Requirement: Copy out each line of the listing below that contains the word "match".

Dataset entries:
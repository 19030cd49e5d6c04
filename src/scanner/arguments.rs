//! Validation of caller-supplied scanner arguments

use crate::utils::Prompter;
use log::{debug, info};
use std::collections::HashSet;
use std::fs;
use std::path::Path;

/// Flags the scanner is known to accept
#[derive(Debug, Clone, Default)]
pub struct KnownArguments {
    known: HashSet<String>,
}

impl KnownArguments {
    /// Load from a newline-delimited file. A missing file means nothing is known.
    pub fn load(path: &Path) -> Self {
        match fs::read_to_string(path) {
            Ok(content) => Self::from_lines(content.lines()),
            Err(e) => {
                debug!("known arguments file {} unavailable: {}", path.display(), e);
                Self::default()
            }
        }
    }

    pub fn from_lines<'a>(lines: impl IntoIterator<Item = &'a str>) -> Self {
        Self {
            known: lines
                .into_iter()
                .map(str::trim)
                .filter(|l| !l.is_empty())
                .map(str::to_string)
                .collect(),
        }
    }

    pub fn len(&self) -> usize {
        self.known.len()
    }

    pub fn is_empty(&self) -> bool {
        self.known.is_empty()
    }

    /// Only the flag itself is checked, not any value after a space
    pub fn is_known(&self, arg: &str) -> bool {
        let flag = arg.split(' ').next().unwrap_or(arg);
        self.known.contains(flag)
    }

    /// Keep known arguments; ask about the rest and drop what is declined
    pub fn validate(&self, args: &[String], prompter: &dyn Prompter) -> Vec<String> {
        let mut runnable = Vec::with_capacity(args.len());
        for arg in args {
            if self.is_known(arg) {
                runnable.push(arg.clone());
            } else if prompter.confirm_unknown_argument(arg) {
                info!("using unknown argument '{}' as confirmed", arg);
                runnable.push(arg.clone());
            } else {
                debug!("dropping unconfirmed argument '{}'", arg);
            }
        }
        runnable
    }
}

---

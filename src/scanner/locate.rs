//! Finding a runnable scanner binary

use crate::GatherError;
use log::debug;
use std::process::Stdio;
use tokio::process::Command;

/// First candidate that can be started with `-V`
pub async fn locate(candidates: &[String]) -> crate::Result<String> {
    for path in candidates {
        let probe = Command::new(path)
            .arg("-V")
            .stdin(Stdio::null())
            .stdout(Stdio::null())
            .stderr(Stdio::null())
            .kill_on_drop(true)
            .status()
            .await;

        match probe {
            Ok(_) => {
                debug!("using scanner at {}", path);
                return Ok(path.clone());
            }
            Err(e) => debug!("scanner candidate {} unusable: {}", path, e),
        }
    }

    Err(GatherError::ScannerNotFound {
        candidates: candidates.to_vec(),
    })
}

Solved exercise:
        match fs::read_to_string(path) {
        match probe {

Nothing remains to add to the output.